Information provided ::

____

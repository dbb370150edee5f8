use std::path::{Path, PathBuf};

use serde::Deserialize;

#[derive(Debug, Clone, Deserialize)]
pub struct AppConfig {
    #[serde(default)]
    pub server: ServerConfig,
    #[serde(default)]
    pub upstream: UpstreamConfig,
    #[serde(default)]
    pub prompts: PromptsConfig,
    #[serde(default)]
    pub logging: LoggingConfig,
    #[serde(default)]
    pub defaults: DefaultsConfig,
    #[serde(default = "default_models")]
    pub models: Vec<ModelConfig>,
    #[serde(default = "default_grade_levels")]
    pub grade_levels: Vec<GradeLevelConfig>,
}

impl AppConfig {
    pub fn from_file(path: &Path) -> Result<Self, anyhow::Error> {
        let content = std::fs::read_to_string(path)?;
        let config: Self = toml::from_str(&content)?;
        Ok(config)
    }
}

impl Default for AppConfig {
    fn default() -> Self {
        Self {
            server: ServerConfig::default(),
            upstream: UpstreamConfig::default(),
            prompts: PromptsConfig::default(),
            logging: LoggingConfig::default(),
            defaults: DefaultsConfig::default(),
            models: default_models(),
            grade_levels: default_grade_levels(),
        }
    }
}

#[derive(Debug, Clone, Deserialize)]
#[serde(default)]
pub struct ServerConfig {
    pub listen: String,
}

impl Default for ServerConfig {
    fn default() -> Self {
        Self {
            listen: "0.0.0.0:3000".to_owned(),
        }
    }
}

#[derive(Debug, Clone, Deserialize)]
#[serde(default)]
pub struct UpstreamConfig {
    pub base_url: String,
    /// Falls back to the `OPENROUTER_API_KEY` environment variable.
    pub api_key: Option<String>,
    pub site_url: String,
    pub app_title: String,
    pub connect_timeout_ms: u64,
    /// Time allowed for the upstream to start responding.
    pub request_timeout_ms: u64,
    /// Longest silence tolerated between two streamed fragments.
    pub idle_timeout_ms: u64,
}

impl Default for UpstreamConfig {
    fn default() -> Self {
        Self {
            base_url: "https://openrouter.ai/api/v1".to_owned(),
            api_key: None,
            site_url: "http://localhost:3000".to_owned(),
            app_title: "ZigAI - Educational AI Assistant".to_owned(),
            connect_timeout_ms: 10_000,
            request_timeout_ms: 60_000,
            idle_timeout_ms: 120_000,
        }
    }
}

#[derive(Debug, Clone, Deserialize)]
#[serde(default)]
pub struct PromptsConfig {
    pub dir: PathBuf,
}

impl Default for PromptsConfig {
    fn default() -> Self {
        Self {
            dir: PathBuf::from("prompts"),
        }
    }
}

#[derive(Debug, Clone, Deserialize)]
#[serde(default)]
pub struct LoggingConfig {
    pub level: String,
    pub format: String,
}

impl Default for LoggingConfig {
    fn default() -> Self {
        Self {
            level: "info".to_owned(),
            format: "json".to_owned(),
        }
    }
}

#[derive(Debug, Clone, Deserialize)]
#[serde(default)]
pub struct DefaultsConfig {
    pub model: Option<String>,
    pub temperature: f64,
    pub max_tokens: u32,
    pub enable_reasoning: bool,
}

impl Default for DefaultsConfig {
    fn default() -> Self {
        Self {
            model: None,
            temperature: 0.7,
            max_tokens: 2000,
            enable_reasoning: true,
        }
    }
}

#[derive(Debug, Clone, Deserialize, PartialEq)]
pub struct ModelConfig {
    pub id: String,
    pub name: String,
    pub provider: String,
    #[serde(default)]
    pub supports_reasoning: bool,
    #[serde(default)]
    pub cost_input_per_million: f64,
    #[serde(default)]
    pub cost_output_per_million: f64,
}

#[derive(Debug, Clone, Deserialize, PartialEq, Eq)]
pub struct GradeLevelConfig {
    pub id: String,
    pub name: String,
    pub range: String,
    pub prompt_file: String,
    #[serde(default)]
    pub blocked_terms: Vec<String>,
    /// Redirect shown when a blocked term matches.
    pub redirect: Option<String>,
}

fn model(
    id: &str,
    name: &str,
    provider: &str,
    supports_reasoning: bool,
    cost: (f64, f64),
) -> ModelConfig {
    ModelConfig {
        id: id.to_owned(),
        name: name.to_owned(),
        provider: provider.to_owned(),
        supports_reasoning,
        cost_input_per_million: cost.0,
        cost_output_per_million: cost.1,
    }
}

fn default_models() -> Vec<ModelConfig> {
    vec![
        model("anthropic/claude-opus-4.1", "Claude Opus 4.1", "Anthropic", true, (30.0, 150.0)),
        model("anthropic/claude-sonnet-4", "Claude Sonnet 4", "Anthropic", true, (15.0, 75.0)),
        model("openai/gpt-4o", "GPT-4o", "OpenAI", false, (5.0, 15.0)),
        model("openai/gpt-5", "GPT-5", "OpenAI", true, (20.0, 100.0)),
        model("google/gemini-2.5-flash", "Gemini 2.5 Flash", "Google", true, (1.0, 5.0)),
        model("google/gemini-2.5-pro", "Gemini 2.5 Pro", "Google", true, (10.0, 50.0)),
    ]
}

fn grade_level(id: &str, name: &str, range: &str, prompt_file: &str) -> GradeLevelConfig {
    GradeLevelConfig {
        id: id.to_owned(),
        name: name.to_owned(),
        range: range.to_owned(),
        prompt_file: prompt_file.to_owned(),
        blocked_terms: Vec::new(),
        redirect: None,
    }
}

fn default_grade_levels() -> Vec<GradeLevelConfig> {
    vec![
        grade_level("elementary", "Elementary School", "1st - 5th Grade", "elementary_1-5.md"),
        grade_level("middle", "Middle School", "6th - 8th Grade", "middle_6-8.md"),
        grade_level("high", "High School", "9th - 12th Grade", "high_9-12.md"),
    ]
}
//! Pattern-based content filtering for inbound student messages.
//!
//! Rules are evaluated top to bottom and the first match wins. Content-risk
//! rules run first, then the per-grade-level blocked terms, then the
//! unsafe-situation rules.

use std::collections::HashMap;
use std::sync::LazyLock;

use regex::Regex;
use serde::Serialize;

use crate::domain::GradeLevelId;

pub const INAPPROPRIATE_CONTENT_REDIRECT: &str =
    "I can only help with educational topics. What subject would you like to study?";
pub const SAFETY_CONCERN_REDIRECT: &str =
    "If someone is making you uncomfortable, please talk to a trusted adult. Now, let's focus on your studies!";
/// Used when a blocking verdict carries no redirect of its own.
pub const FALLBACK_REDIRECT: &str =
    "Let's focus on your studies! What subject would you like help with?";

// ---------------------------------------------------------------------------
// Verdict
// ---------------------------------------------------------------------------

#[derive(Clone, Copy, Debug, PartialEq, Eq, Serialize)]
#[serde(rename_all = "snake_case")]
pub enum ReasonCode {
    InappropriateContent,
    AgeInappropriate,
    SafetyConcern,
}

impl ReasonCode {
    pub fn as_str(&self) -> &'static str {
        match self {
            ReasonCode::InappropriateContent => "inappropriate_content",
            ReasonCode::AgeInappropriate => "age_inappropriate",
            ReasonCode::SafetyConcern => "safety_concern",
        }
    }
}

#[derive(Clone, Copy, Debug, PartialEq, Eq, Serialize)]
#[serde(rename_all = "snake_case")]
pub enum RuleCategory {
    SubstanceSynthesis,
    AdultContent,
    Violence,
    SelfHarm,
    PersonalInfo,
    GradeLevelTerm,
    InPersonMeeting,
    Secrecy,
    PhotoRequest,
    LocationProbe,
}

#[derive(Clone, Debug, PartialEq, Eq, Serialize)]
#[serde(rename_all = "camelCase")]
pub struct SafetyVerdict {
    pub safe: bool,
    #[serde(skip_serializing_if = "Option::is_none")]
    pub reason_code: Option<ReasonCode>,
    #[serde(skip_serializing_if = "Option::is_none")]
    pub redirect_message: Option<String>,
    #[serde(skip)]
    pub category: Option<RuleCategory>,
}

impl SafetyVerdict {
    pub fn allow() -> Self {
        Self {
            safe: true,
            reason_code: None,
            redirect_message: None,
            category: None,
        }
    }

    pub fn block(reason: ReasonCode, category: RuleCategory, redirect: impl Into<String>) -> Self {
        Self {
            safe: false,
            reason_code: Some(reason),
            redirect_message: Some(redirect.into()),
            category: Some(category),
        }
    }

    /// The message shown to the student when this verdict blocks.
    pub fn redirect_or_fallback(&self) -> &str {
        self.redirect_message.as_deref().unwrap_or(FALLBACK_REDIRECT)
    }
}

// ---------------------------------------------------------------------------
// Rule tables
// ---------------------------------------------------------------------------

pub struct SafetyRule {
    pub category: RuleCategory,
    pub regex: Regex,
}

fn rule(category: RuleCategory, pattern: &str) -> SafetyRule {
    SafetyRule {
        category,
        regex: Regex::new(pattern).expect("Valid regex pattern"),
    }
}

// Word boundaries, digits and word classes are ASCII-only.
static CONTENT_RULES: LazyLock<Vec<SafetyRule>> = LazyLock::new(|| {
    vec![
        rule(
            RuleCategory::SubstanceSynthesis,
            r"(?i-u)\b(make|create|cook|produce)\s+(meth|cocaine|heroin|lsd|mdma|ecstasy|fentanyl)\b",
        ),
        rule(
            RuleCategory::SubstanceSynthesis,
            r"(?i-u)\bmeth\s+(recipe|ingredients|lab)\b",
        ),
        rule(
            RuleCategory::AdultContent,
            r"(?i-u)\b(porn|pornography|xxx|nude\s+photos)\b",
        ),
        rule(
            RuleCategory::Violence,
            r"(?i-u)\bhow\s+to\s+(kill|murder|poison|harm)\s+(someone|people|myself)\b",
        ),
        rule(
            RuleCategory::SelfHarm,
            r"(?i-u)\b(suicide|self-harm)\s+(method|instruction|guide)\b",
        ),
        // phone numbers
        rule(RuleCategory::PersonalInfo, r"(?-u)\b\d{3}[-.]?\d{3}[-.]?\d{4}\b"),
        // email addresses
        rule(
            RuleCategory::PersonalInfo,
            r"(?i-u)\b[a-z0-9._%+-]+@[a-z0-9.-]+\.[a-z]{2,}\b",
        ),
        // street addresses
        rule(
            RuleCategory::PersonalInfo,
            r"(?i-u)\b\d{1,5}\s+[\w\s]+(?:street|st|avenue|ave|road|rd|drive|dr|lane|ln|boulevard|blvd)\b",
        ),
    ]
});

static SITUATION_RULES: LazyLock<Vec<SafetyRule>> = LazyLock::new(|| {
    vec![
        rule(RuleCategory::InPersonMeeting, r"(?i)meet.*in.*person"),
        rule(RuleCategory::Secrecy, r"(?i)don't.*tell.*parent"),
        rule(RuleCategory::Secrecy, r"(?i)keep.*secret"),
        rule(RuleCategory::PhotoRequest, r"(?i)send.*photo"),
        rule(RuleCategory::LocationProbe, r"(?i)where.*do.*you.*live"),
    ]
});

// ---------------------------------------------------------------------------
// GradeRestriction: per-grade-level blocked terms
// ---------------------------------------------------------------------------

#[derive(Clone, Debug, Default, PartialEq, Eq)]
pub struct GradeRestriction {
    /// Matched as lowercase substrings of the message.
    pub blocked_terms: Vec<String>,
    pub redirect: String,
}

impl GradeRestriction {
    pub fn new(blocked_terms: Vec<String>, redirect: impl Into<String>) -> Self {
        Self {
            blocked_terms: blocked_terms
                .into_iter()
                .map(|t| t.to_lowercase())
                .filter(|t| !t.is_empty())
                .collect(),
            redirect: redirect.into(),
        }
    }

    fn first_blocked_term(&self, lowered: &str) -> Option<&str> {
        self.blocked_terms
            .iter()
            .find(|term| lowered.contains(term.as_str()))
            .map(String::as_str)
    }
}

/// Redirects used by the built-in grade levels.
pub fn default_grade_redirect(grade_level: &str) -> Option<&'static str> {
    match grade_level {
        "elementary" => {
            Some("Let's focus on your schoolwork! What subject would you like help with?")
        }
        "middle" => Some(
            "That's a topic better discussed with a parent or teacher. Let's work on your studies instead!",
        ),
        "high" => Some("I'm here to help with academic topics. Let's focus on your coursework."),
        _ => None,
    }
}

// ---------------------------------------------------------------------------
// SafetyFilter
// ---------------------------------------------------------------------------

pub struct SafetyFilter {
    restrictions: HashMap<GradeLevelId, GradeRestriction>,
}

impl SafetyFilter {
    pub fn new(restrictions: HashMap<GradeLevelId, GradeRestriction>) -> Self {
        Self { restrictions }
    }

    /// Evaluates raw, unsanitized text. Pure: same inputs, same verdict.
    pub fn evaluate(&self, text: &str, grade_level: &GradeLevelId) -> SafetyVerdict {
        if let Some(r) = CONTENT_RULES.iter().find(|r| r.regex.is_match(text)) {
            return SafetyVerdict::block(
                ReasonCode::InappropriateContent,
                r.category,
                INAPPROPRIATE_CONTENT_REDIRECT,
            );
        }

        if let Some(restriction) = self.restrictions.get(grade_level) {
            let lowered = text.to_lowercase();
            if restriction.first_blocked_term(&lowered).is_some() {
                return SafetyVerdict::block(
                    ReasonCode::AgeInappropriate,
                    RuleCategory::GradeLevelTerm,
                    restriction.redirect.clone(),
                );
            }
        }

        if let Some(r) = SITUATION_RULES.iter().find(|r| r.regex.is_match(text)) {
            return SafetyVerdict::block(
                ReasonCode::SafetyConcern,
                r.category,
                SAFETY_CONCERN_REDIRECT,
            );
        }

        SafetyVerdict::allow()
    }

    pub fn restriction(&self, grade_level: &GradeLevelId) -> Option<&GradeRestriction> {
        self.restrictions.get(grade_level)
    }
}

impl Default for SafetyFilter {
    /// Built-in grade levels with empty blocked-term lists.
    fn default() -> Self {
        let restrictions = ["elementary", "middle", "high"]
            .into_iter()
            .filter_map(|id| {
                default_grade_redirect(id)
                    .map(|redirect| (GradeLevelId::new(id), GradeRestriction::new(vec![], redirect)))
            })
            .collect();
        Self::new(restrictions)
    }
}

// ---------------------------------------------------------------------------
// Tests
// ---------------------------------------------------------------------------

____

Your assignment :: Search the records above for the string "InPersonMeeting" and copy each line that holds it.

Written response ::
    InPersonMeeting,
        rule(RuleCategory::InPersonMeeting, r"(?i)meet.*in.*person"),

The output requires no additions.